- [What the task asks]:
Transcribe all of the records exactly, leaving every line as it is.

Start of Dataset records

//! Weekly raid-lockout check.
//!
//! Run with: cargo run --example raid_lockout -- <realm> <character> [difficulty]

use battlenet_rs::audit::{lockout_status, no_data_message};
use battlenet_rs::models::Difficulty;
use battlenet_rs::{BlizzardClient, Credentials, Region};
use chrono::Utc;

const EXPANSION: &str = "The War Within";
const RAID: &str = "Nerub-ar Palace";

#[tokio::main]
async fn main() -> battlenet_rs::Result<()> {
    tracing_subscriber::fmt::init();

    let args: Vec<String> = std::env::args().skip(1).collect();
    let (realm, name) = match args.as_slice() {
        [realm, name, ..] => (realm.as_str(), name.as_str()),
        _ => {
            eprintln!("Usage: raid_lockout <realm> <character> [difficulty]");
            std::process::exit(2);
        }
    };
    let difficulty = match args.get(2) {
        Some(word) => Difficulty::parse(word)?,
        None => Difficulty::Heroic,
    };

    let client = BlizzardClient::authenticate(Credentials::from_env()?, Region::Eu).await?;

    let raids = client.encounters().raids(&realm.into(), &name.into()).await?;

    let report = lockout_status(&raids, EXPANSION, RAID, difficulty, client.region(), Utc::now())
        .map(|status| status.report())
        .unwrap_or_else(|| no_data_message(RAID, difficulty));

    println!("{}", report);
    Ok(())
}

End of Dataset records

- [Answer section]:
//! Weekly raid-lockout check.
//!
//! Run with: cargo run --example raid_lockout -- <realm> <character> [difficulty]

use battlenet_rs::audit::{lockout_status, no_data_message};
use battlenet_rs::models::Difficulty;
use battlenet_rs::{BlizzardClient, Credentials, Region};
use chrono::Utc;

const EXPANSION: &str = "The War Within";
const RAID: &str = "Nerub-ar Palace";

#[tokio::main]
async fn main() -> battlenet_rs::Result<()> {
    tracing_subscriber::fmt::init();

    let args: Vec<String> = std::env::args().skip(1).collect();
    let (realm, name) = match args.as_slice() {
        [realm, name, ..] => (realm.as_str(), name.as_str()),
        _ => {
            eprintln!("Usage: raid_lockout <realm> <character> [difficulty]");
            std::process::exit(2);
        }
    };
    let difficulty = match args.get(2) {
        Some(word) => Difficulty::parse(word)?,
        None => Difficulty::Heroic,
    };

    let client = BlizzardClient::authenticate(Credentials::from_env()?, Region::Eu).await?;

    let raids = client.encounters().raids(&realm.into(), &name.into()).await?;

    let report = lockout_status(&raids, EXPANSION, RAID, difficulty, client.region(), Utc::now())
        .map(|status| status.report())
        .unwrap_or_else(|| no_data_message(RAID, difficulty));

    println!("{}", report);
    Ok(())
}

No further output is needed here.